(WHAT IS REQUIRED):
Give back nothing but the number of lines in these entries that contain the word "after".

Top of EXCERPTED RECORDS

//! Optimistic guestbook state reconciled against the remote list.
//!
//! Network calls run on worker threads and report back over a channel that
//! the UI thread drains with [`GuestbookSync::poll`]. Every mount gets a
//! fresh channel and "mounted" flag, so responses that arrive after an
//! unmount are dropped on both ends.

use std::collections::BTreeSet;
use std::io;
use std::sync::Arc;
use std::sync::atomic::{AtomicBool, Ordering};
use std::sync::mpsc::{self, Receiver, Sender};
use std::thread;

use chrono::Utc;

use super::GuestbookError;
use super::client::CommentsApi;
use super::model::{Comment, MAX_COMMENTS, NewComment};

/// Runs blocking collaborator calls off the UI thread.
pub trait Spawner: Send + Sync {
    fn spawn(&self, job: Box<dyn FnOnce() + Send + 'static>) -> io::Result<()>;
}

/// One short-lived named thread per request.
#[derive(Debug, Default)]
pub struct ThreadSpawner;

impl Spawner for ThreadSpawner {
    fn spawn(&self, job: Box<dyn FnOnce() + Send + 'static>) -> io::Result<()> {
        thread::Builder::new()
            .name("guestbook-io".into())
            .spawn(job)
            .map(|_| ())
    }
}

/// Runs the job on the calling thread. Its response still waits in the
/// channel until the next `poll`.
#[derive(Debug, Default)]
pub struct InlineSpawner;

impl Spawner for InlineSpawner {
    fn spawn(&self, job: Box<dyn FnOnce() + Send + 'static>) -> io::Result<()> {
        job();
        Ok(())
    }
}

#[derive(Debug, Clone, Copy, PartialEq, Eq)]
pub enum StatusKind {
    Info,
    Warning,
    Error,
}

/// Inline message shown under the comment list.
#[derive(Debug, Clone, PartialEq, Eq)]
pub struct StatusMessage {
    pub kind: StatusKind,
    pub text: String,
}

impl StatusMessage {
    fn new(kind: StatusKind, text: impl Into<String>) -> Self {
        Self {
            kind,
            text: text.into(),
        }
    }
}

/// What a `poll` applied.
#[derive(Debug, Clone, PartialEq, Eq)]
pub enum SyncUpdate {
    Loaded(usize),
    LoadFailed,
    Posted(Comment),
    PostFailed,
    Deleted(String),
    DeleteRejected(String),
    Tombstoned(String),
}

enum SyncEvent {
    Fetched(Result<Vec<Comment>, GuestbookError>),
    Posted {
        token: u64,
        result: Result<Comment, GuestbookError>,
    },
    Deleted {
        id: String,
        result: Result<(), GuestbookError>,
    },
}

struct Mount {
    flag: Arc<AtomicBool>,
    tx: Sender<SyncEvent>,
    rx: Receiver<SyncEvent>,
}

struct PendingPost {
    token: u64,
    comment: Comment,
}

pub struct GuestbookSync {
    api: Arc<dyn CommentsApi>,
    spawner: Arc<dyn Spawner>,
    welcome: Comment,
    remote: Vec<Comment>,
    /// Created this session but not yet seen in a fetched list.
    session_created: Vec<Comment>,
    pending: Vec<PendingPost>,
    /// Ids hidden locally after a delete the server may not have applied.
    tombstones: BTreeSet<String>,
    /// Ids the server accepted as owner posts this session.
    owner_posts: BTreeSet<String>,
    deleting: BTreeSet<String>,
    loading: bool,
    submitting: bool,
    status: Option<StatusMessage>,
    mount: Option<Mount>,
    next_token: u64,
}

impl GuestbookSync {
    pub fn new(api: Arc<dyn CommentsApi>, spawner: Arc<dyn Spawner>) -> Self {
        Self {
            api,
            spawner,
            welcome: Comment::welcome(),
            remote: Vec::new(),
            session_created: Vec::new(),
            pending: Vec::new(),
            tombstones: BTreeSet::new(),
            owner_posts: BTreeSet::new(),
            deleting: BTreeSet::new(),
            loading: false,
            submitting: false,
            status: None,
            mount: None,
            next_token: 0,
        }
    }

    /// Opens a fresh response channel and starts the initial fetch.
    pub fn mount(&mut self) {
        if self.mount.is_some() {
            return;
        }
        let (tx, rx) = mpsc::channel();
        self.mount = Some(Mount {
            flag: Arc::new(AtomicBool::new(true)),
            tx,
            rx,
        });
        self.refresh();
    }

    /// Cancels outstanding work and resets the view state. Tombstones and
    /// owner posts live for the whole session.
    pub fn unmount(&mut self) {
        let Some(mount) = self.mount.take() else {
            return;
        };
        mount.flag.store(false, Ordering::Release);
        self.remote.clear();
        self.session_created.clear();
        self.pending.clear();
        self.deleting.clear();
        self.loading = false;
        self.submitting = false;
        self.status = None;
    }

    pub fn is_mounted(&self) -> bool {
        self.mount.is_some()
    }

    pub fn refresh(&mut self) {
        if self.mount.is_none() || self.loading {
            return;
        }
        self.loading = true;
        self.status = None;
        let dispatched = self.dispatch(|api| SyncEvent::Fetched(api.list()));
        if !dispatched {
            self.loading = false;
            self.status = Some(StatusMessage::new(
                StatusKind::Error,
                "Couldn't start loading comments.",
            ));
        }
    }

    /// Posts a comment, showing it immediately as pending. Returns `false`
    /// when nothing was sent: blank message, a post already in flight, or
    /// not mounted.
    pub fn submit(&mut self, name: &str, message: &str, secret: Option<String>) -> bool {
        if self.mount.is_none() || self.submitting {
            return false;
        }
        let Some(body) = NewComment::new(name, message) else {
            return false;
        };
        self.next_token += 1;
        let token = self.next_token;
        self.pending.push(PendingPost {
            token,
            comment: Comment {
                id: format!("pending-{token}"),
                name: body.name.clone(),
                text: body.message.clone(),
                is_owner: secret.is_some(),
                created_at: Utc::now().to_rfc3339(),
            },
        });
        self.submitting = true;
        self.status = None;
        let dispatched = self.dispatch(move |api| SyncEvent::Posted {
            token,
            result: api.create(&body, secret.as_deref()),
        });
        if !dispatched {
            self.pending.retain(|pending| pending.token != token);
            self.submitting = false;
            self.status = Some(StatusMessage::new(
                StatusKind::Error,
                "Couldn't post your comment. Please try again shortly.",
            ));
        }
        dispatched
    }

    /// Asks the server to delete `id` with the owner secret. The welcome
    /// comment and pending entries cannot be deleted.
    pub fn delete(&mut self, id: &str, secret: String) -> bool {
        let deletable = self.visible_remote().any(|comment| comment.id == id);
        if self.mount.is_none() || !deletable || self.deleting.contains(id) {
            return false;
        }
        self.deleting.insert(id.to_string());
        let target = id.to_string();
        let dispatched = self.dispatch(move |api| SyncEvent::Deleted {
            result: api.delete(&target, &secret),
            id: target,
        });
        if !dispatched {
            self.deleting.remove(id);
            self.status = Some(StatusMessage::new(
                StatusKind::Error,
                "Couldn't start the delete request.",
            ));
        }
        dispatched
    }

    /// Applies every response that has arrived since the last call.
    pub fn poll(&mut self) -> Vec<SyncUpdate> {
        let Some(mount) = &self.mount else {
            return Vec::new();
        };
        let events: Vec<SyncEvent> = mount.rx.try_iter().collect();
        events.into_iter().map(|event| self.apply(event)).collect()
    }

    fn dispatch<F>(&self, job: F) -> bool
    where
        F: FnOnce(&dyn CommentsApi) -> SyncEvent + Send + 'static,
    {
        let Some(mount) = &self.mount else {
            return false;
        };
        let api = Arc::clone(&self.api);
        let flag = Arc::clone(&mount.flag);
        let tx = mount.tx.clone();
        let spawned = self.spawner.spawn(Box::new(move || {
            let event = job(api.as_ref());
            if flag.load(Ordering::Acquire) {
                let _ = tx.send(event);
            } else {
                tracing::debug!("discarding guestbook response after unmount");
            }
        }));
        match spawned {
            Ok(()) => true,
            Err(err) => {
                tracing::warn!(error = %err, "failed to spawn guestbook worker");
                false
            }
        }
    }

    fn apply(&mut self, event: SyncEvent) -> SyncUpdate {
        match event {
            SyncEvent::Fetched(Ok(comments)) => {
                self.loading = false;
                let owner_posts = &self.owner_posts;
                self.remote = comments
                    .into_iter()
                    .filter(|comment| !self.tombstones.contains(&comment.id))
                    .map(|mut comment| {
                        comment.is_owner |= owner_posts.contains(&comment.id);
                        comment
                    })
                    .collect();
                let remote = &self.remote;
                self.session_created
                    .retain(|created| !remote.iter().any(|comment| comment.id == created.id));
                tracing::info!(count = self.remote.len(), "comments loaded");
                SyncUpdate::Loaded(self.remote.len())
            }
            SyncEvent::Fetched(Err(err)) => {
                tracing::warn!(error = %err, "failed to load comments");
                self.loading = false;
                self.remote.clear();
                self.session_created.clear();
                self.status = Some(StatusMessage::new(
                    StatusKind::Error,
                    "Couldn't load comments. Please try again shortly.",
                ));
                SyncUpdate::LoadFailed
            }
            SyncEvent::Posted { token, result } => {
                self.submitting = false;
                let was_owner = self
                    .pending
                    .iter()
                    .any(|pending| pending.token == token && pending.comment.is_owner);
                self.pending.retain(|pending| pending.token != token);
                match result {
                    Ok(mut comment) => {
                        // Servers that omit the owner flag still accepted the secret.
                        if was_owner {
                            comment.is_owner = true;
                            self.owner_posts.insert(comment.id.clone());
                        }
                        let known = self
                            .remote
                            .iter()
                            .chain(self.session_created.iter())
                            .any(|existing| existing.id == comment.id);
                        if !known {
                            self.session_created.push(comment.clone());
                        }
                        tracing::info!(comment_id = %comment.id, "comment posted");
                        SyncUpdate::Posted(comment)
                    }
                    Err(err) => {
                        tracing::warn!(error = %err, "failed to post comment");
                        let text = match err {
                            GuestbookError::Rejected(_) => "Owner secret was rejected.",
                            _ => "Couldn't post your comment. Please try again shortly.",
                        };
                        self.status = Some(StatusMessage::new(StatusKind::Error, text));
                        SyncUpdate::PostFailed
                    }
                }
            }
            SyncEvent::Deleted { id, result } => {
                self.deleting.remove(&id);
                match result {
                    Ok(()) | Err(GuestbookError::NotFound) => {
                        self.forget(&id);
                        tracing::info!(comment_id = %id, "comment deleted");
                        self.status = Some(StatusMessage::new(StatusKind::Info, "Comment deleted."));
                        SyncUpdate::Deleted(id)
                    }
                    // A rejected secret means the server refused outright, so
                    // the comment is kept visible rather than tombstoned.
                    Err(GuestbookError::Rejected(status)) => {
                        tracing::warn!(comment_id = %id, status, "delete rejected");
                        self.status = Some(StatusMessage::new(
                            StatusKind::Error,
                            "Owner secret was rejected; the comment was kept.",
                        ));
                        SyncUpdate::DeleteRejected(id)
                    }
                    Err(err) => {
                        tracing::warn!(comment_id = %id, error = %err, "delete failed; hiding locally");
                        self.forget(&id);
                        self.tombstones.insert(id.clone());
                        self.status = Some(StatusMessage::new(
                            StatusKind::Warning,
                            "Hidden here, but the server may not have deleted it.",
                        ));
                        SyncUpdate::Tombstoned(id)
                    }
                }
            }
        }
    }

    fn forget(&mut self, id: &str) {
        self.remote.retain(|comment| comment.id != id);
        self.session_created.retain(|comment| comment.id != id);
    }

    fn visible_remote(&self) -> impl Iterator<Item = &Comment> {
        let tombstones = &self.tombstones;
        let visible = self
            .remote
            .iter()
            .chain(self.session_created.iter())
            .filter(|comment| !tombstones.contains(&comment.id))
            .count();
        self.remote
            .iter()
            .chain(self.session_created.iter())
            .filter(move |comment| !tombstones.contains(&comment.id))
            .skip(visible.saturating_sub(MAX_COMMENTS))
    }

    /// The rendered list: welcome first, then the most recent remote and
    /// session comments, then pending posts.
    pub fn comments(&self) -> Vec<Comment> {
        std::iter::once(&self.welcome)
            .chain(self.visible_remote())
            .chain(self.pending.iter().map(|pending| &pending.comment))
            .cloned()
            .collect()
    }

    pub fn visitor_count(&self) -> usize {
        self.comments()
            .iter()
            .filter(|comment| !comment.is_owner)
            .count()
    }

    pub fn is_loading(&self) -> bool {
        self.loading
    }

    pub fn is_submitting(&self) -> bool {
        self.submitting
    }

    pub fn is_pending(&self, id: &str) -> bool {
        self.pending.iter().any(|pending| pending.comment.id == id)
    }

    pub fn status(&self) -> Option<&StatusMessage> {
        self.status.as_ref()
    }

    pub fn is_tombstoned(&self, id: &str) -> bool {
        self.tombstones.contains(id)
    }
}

Bottom of EXCERPTED RECORDS
Top of EXCERPTED RECORDS

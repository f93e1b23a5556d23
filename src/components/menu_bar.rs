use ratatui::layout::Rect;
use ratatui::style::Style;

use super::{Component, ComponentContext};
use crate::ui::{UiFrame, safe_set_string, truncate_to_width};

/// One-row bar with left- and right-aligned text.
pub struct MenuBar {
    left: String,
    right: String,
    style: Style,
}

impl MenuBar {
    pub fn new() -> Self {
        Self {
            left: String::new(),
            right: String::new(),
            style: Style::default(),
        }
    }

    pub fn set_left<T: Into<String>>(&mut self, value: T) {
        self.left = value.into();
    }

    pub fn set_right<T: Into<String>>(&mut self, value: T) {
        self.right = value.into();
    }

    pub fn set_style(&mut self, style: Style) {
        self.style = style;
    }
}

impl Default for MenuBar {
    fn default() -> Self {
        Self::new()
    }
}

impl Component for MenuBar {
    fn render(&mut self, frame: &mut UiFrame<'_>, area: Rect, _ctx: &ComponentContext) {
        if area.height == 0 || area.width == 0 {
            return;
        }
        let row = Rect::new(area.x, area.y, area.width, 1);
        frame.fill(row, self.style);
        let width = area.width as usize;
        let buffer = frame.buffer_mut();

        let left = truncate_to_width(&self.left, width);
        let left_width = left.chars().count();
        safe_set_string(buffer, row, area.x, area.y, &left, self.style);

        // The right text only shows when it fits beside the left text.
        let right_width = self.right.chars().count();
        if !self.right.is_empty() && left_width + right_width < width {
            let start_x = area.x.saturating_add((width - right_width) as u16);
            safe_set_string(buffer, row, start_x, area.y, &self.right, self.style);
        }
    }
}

Bottom of EXCERPTED RECORDS

(RESULT):
3